What is the life expectancy of a 21st Century Dublin apartment?Judging by the news on Wednesday, not very long.
These are not Parisian apartments of 19th century, but constructions of concrete, wood and glass. Yesterday’s Irish Times reported that the roof blown from the apartment block on Wednesday morning appeared to be made from “plywood and MDF”. Will such buildings see out the trees?
Or will the trees continue to look down into the valley as our society collapses when the oil runs out, or the apartments make way for another swathe of urbanisation as humanity finds other ways to sustain growing populations?

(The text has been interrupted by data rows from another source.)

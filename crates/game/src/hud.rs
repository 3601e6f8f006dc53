//! Score and time readout drawn behind the scene.

use engine_core::Countdown;
use renderer::{Overlay, OverlayTextBuilder};

/// Full-screen background, `#06b`.
pub const BACKGROUND_COLOUR: [f32; 4] = [0.0, 0x66 as f32 / 255.0, 0xbb as f32 / 255.0, 1.0];
/// Text colour, `#0a1`.
pub const TEXT_COLOUR: [f32; 4] = [0.0, 0xaa as f32 / 255.0, 0x11 as f32 / 255.0, 1.0];

const TEXT_SCALE: f32 = 5.0;
const MARGIN: f32 = 10.0;
const BOTTOM_MARGIN: f32 = 15.0;

pub fn score_text(score: u32) -> String {
    format!("SCORE: {score}")
}

pub fn time_text(countdown: &Countdown) -> String {
    let (minutes, seconds) = countdown.minutes_seconds();
    format!("TIME: {minutes:02}:{seconds:02}")
}

/// HUD state. Each refresh bumps the overlay generation.
pub struct Hud {
    overlay: Overlay,
    width: u32,
    height: u32,
}

impl Hud {
    pub fn new(width: u32, height: u32, score: u32, countdown: &Countdown) -> Self {
        let mut hud = Self {
            overlay: Overlay {
                generation: 0,
                text: OverlayTextBuilder::new(width as f32, height as f32),
            },
            width,
            height,
        };
        hud.refresh(score, countdown);
        hud
    }

    pub fn resize(&mut self, width: u32, height: u32, score: u32, countdown: &Countdown) {
        self.width = width;
        self.height = height;
        self.refresh(score, countdown);
    }

    /// Rebuild the overlay geometry.
    pub fn refresh(&mut self, score: u32, countdown: &Countdown) {
        let (w, h) = (self.width as f32, self.height as f32);
        let mut text = OverlayTextBuilder::new(w, h);
        text.add_rect(0.0, 0.0, w, h, BACKGROUND_COLOUR);
        text.add_text(MARGIN, MARGIN, &score_text(score), TEXT_SCALE, TEXT_COLOUR);

        let time_y = h - BOTTOM_MARGIN - OverlayTextBuilder::line_height(TEXT_SCALE);
        text.add_text(MARGIN, time_y, &time_text(countdown), TEXT_SCALE, TEXT_COLOUR);

        self.overlay.text = text;
        self.overlay.generation += 1;
    }

    pub fn overlay(&self) -> &Overlay {
        &self.overlay
    }

    pub fn generation(&self) -> u64 {
        self.overlay.generation
    }
}
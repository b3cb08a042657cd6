//! Number formatting by user preference
//!
//! This module picks locale tags from the user's number format preference,
//! keeps meaningful trailing zeros of numeric text, and hands the value to a
//! number formatting facility. The main entry point is the `format_number` function.

use crate::intl::{Intl, NumberFormatFacility};
use crate::parser::fraction_digit_count;
use crate::types::{FormatOptions, LocaleContext, NumberFormatPreference, NumberInput};

const COMMA_DECIMAL_TAGS: &[&str] = &["en-US", "en"];
const DECIMAL_COMMA_TAGS: &[&str] = &["de", "es", "it"];
const SPACE_COMMA_TAGS: &[&str] = &["fr", "sv", "cs"];

/// Largest fraction digit count derived from numeric text
const MAX_DERIVED_FRACTION_DIGITS: usize = crate::intl::MAX_FRACTION_DIGITS as usize;

/// Which locales a formatting request should use
#[derive(Debug, Clone, Copy, PartialEq, Eq)]
pub enum LocaleTags<'a> {
    /// A fixed, ordered tag list for one of the convention presets
    Preset(&'static [&'static str]),
    /// The caller's own language tag
    Language(&'a str),
    /// The host default locale
    HostDefault,
    /// Formatting is switched off
    Bypass,
}

impl<'a> LocaleTags<'a> {
    /// The tag list to request, `None` meaning the host default
    pub fn to_vec(self) -> Option<Vec<&'a str>> {
        match self {
            LocaleTags::Preset(tags) => Some(tags.to_vec()),
            LocaleTags::Language(tag) => Some(vec![tag]),
            LocaleTags::HostDefault | LocaleTags::Bypass => None,
        }
    }
}

/// Map the caller's preference to the locale tags to format with
///
/// # Examples
/// ```
/// use locale_number_format::{LocaleContext, LocaleTags, NumberFormatPreference, resolve_locale_tags};
///
/// let context = LocaleContext::new("en").with_number_format(NumberFormatPreference::DecimalComma);
/// assert_eq!(resolve_locale_tags(Some(&context)), LocaleTags::Preset(&["de", "es", "it"]));
/// ```
pub fn resolve_locale_tags(locale: Option<&LocaleContext>) -> LocaleTags<'_> {
    let Some(locale) = locale else {
        return LocaleTags::HostDefault;
    };

    match locale.number_format {
        Some(NumberFormatPreference::CommaDecimal) => LocaleTags::Preset(COMMA_DECIMAL_TAGS),
        Some(NumberFormatPreference::DecimalComma) => LocaleTags::Preset(DECIMAL_COMMA_TAGS),
        Some(NumberFormatPreference::SpaceComma) => LocaleTags::Preset(SPACE_COMMA_TAGS),
        Some(NumberFormatPreference::System) => LocaleTags::HostDefault,
        Some(NumberFormatPreference::None) => LocaleTags::Bypass,
        None if locale.language.is_empty() => LocaleTags::HostDefault,
        None => LocaleTags::Language(&locale.language),
    }
}

/// Fill in fraction digits so numeric text keeps its trailing zeros
///
/// When the value is text and the caller set neither fraction digit bound, both
/// bounds become the number of digits after the text's decimal point, so "1.50"
/// formats with two digits rather than as 1.5. Numeric values and options with
/// an explicit bound pass through unchanged.
pub fn get_default_format_options(
    value: NumberInput<'_>,
    options: Option<&FormatOptions>,
) -> FormatOptions {
    let mut resolved = options.cloned().unwrap_or_default();

    let NumberInput::Text(text) = value else {
        return resolved;
    };

    if !resolved.has_fraction_digits() {
        let digits = fraction_digit_count(text).min(MAX_DERIVED_FRACTION_DIGITS) as u32;
        resolved.minimum_fraction_digits = Some(digits);
        resolved.maximum_fraction_digits = Some(digits);
    }

    resolved
}

/// Format a number for display according to the user's locale preference
///
/// # Arguments
/// * `value` - The number, or numeric text, to format
/// * `locale` - The user's language and number format preference
/// * `options` - Formatting options passed through to the formatter
///
/// # Returns
/// * `String` - The formatted number. Text that is not a number, or any value
///   when the preference is `None`, is returned as-is (falsy values as "").
///
/// # Examples
/// ```
/// use locale_number_format::{format_number, LocaleContext, NumberFormatPreference};
///
/// let locale = LocaleContext::new("en").with_number_format(NumberFormatPreference::CommaDecimal);
/// assert_eq!(format_number(1234567.89, Some(&locale), None), "1,234,567.89");
/// assert_eq!(format_number("1.50", Some(&locale), None), "1.50");
/// assert_eq!(format_number("abc", Some(&locale), None), "abc");
/// ```
pub fn format_number<'a>(
    value: impl Into<NumberInput<'a>>,
    locale: Option<&LocaleContext>,
    options: Option<&FormatOptions>,
) -> String {
    format_number_with(&Intl, value, locale, options)
}

/// Same as [`format_number`], using the given number formatting facility
///
/// When the facility rejects the resolved locale tags the failure is logged and
/// formatting is retried with the host default locale.
pub fn format_number_with<'a, F>(
    facility: &F,
    value: impl Into<NumberInput<'a>>,
    locale: Option<&LocaleContext>,
    options: Option<&FormatOptions>,
) -> String
where
    F: NumberFormatFacility + ?Sized,
{
    let value = value.into();
    let number = value.to_number();
    let tags = resolve_locale_tags(locale);

    if number.is_nan() || tags == LocaleTags::Bypass {
        return passthrough(&value);
    }

    let options = get_default_format_options(value, options);
    let requested = tags.to_vec();

    match facility.format(requested.as_deref(), &options, number) {
        Ok(formatted) => formatted,
        Err(e) => {
            tracing::error!(
                "Failed to format {} for locales {:?}, retrying with the default locale: {}",
                number,
                requested,
                e
            );
            facility
                .format(None, &options, number)
                .unwrap_or_else(|e| {
                    tracing::error!("Failed to format {} with the default locale: {}", number, e);
                    passthrough(&value)
                })
        }
    }
}

fn passthrough(value: &NumberInput<'_>) -> String {
    if value.is_falsy() {
        String::new()
    } else {
        value.to_plain_string()
    }
}

#[cfg(test)]
mod tests {
    use super::*;
    use crate::intl::IntlError;
    use std::cell::RefCell;

    /// Records every request and fails for tag lists it was told to reject
    struct RecordingFacility {
        reject_tags: bool,
        reject_default: bool,
        calls: RefCell<Vec<Option<Vec<String>>>>,
    }

    impl RecordingFacility {
        fn new(reject_tags: bool, reject_default: bool) -> Self {
            Self {
                reject_tags,
                reject_default,
                calls: RefCell::new(Vec::new()),
            }
        }
    }

    impl NumberFormatFacility for RecordingFacility {
        fn format(
            &self,
            locales: Option<&[&str]>,
            _options: &FormatOptions,
            value: f64,
        ) -> Result<String, IntlError> {
            self.calls
                .borrow_mut()
                .push(locales.map(|tags| tags.iter().map(|t| t.to_string()).collect()));
            match locales {
                Some(tags) if self.reject_tags => {
                    Err(IntlError::InvalidLanguageTag(tags.join(",")))
                }
                None if self.reject_default => Err(IntlError::RangeError("no".to_string())),
                _ => Ok(format!("<{value}>")),
            }
        }
    }

    fn context(preference: Option<NumberFormatPreference>) -> LocaleContext {
        LocaleContext {
            language: "nl".to_string(),
            number_format: preference,
        }
    }

    #[test]
    fn test_resolve_locale_tags() {
        use NumberFormatPreference::*;

        assert_eq!(
            resolve_locale_tags(Some(&context(Some(CommaDecimal)))),
            LocaleTags::Preset(&["en-US", "en"])
        );
        assert_eq!(
            resolve_locale_tags(Some(&context(Some(SpaceComma)))),
            LocaleTags::Preset(&["fr", "sv", "cs"])
        );
        assert_eq!(
            resolve_locale_tags(Some(&context(Some(System)))),
            LocaleTags::HostDefault
        );
        assert_eq!(
            resolve_locale_tags(Some(&context(Some(NumberFormatPreference::None)))),
            LocaleTags::Bypass
        );
        assert_eq!(
            resolve_locale_tags(Some(&context(Option::None))),
            LocaleTags::Language("nl")
        );
        assert_eq!(resolve_locale_tags(Option::None), LocaleTags::HostDefault);
        assert_eq!(
            resolve_locale_tags(Some(&LocaleContext::default())),
            LocaleTags::HostDefault
        );
    }

    #[test]
    fn test_default_options_from_text() {
        let options = get_default_format_options(NumberInput::Text("1.50"), None);
        assert_eq!(options.minimum_fraction_digits, Some(2));
        assert_eq!(options.maximum_fraction_digits, Some(2));

        let options = get_default_format_options(NumberInput::Text("42"), None);
        assert_eq!(options.minimum_fraction_digits, Some(0));
        assert_eq!(options.maximum_fraction_digits, Some(0));

        let options = get_default_format_options(NumberInput::Text("1.5e3"), None);
        assert_eq!(options.minimum_fraction_digits, Some(3));
        assert_eq!(options.maximum_fraction_digits, Some(3));
    }

    #[test]
    fn test_default_options_pass_through() {
        let numeric = get_default_format_options(NumberInput::Number(1.5), None);
        assert_eq!(numeric, FormatOptions::default());

        let explicit = FormatOptions::default().with_maximum_fraction_digits(1);
        let options = get_default_format_options(NumberInput::Text("1.50"), Some(&explicit));
        assert_eq!(options, explicit);

        let grouping = FormatOptions::default().with_use_grouping(crate::types::UseGrouping::Off);
        let options = get_default_format_options(NumberInput::Text("1.5"), Some(&grouping));
        assert_eq!(options.use_grouping, grouping.use_grouping);
        assert_eq!(options.minimum_fraction_digits, Some(1));
    }

    #[test]
    fn test_retry_with_default_locale() {
        let facility = RecordingFacility::new(true, false);
        let locale = context(Some(NumberFormatPreference::DecimalComma));

        assert_eq!(format_number_with(&facility, 3.0, Some(&locale), None), "<3>");
        assert_eq!(
            *facility.calls.borrow(),
            vec![
                Some(vec!["de".to_string(), "es".to_string(), "it".to_string()]),
                Option::None,
            ]
        );
    }

    #[test]
    fn test_no_retry_on_success() {
        let facility = RecordingFacility::new(false, false);
        format_number_with(&facility, "7", Some(&context(Option::None)), None);
        assert_eq!(facility.calls.borrow().len(), 1);
    }

    #[test]
    fn test_failed_retry_falls_back_to_plain_text() {
        let facility = RecordingFacility::new(true, true);
        let locale = context(Option::None);
        assert_eq!(format_number_with(&facility, "12.5", Some(&locale), None), "12.5");
        assert_eq!(facility.calls.borrow().len(), 2);
    }

    #[test]
    fn test_bypass_never_calls_facility() {
        let facility = RecordingFacility::new(false, false);
        let locale = context(Some(NumberFormatPreference::None));
        assert_eq!(format_number_with(&facility, 1234.5, Some(&locale), None), "1234.5");
        assert_eq!(format_number_with(&facility, 0.0, Some(&locale), None), "");
        assert!(facility.calls.borrow().is_empty());
    }
}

The 1960s protest song was mistaken in suggesting people were as immovable as trees
We shall not, we shall not be moved.
We shall not, we shall not be moved.
Just like a tree that’s standing by the water side
We shall not be moved.
The words of the song overestimated the human power to remain and underestimated the staying power of the trees. The trees across the valley will certainly outlive the human inhabitants. The Psalmist had the relative longevity of trees and humans in perspective. Trees remain, he says in Psalm 1
Being blessed is like being as constant as a tree,
He is like a tree planted by streams of water,
which yields its fruit in season
and whose leaf does not wither.
While in Psalm 90, being human is to fade away
The length of our days is seventy years,
or eighty, if we have the strength;
yet their span is but trouble and sorrow,
for they quickly pass, and we fly away.
In their respect for the trees, in the almost magical qualities with which some trees were invested, maybe the ancient people of Ireland had a deeper understanding of reality than we have achieved in the 21st century.
I think the trees will remain unless some nitwit chops them down to build apartments!
Bungalows along our road that were bought for building sites because of their extensive gardens have fallen derelict and it has been amazing to watch how quickly nature has been overgrowing the places!
There are a lot of forces exerted on roofs in high winds, which have huge lifting forces. If the roof has not been fixed and strapped correctly then it will lift off. I wonder how new builds in Ireland are monitored..are the developements regularly inspected. Over here we have warranties covered by inspections from NHBC and building control inspections from NHBC and Local Authority….
There are full monitoring procedure here, which made it all the more alarming!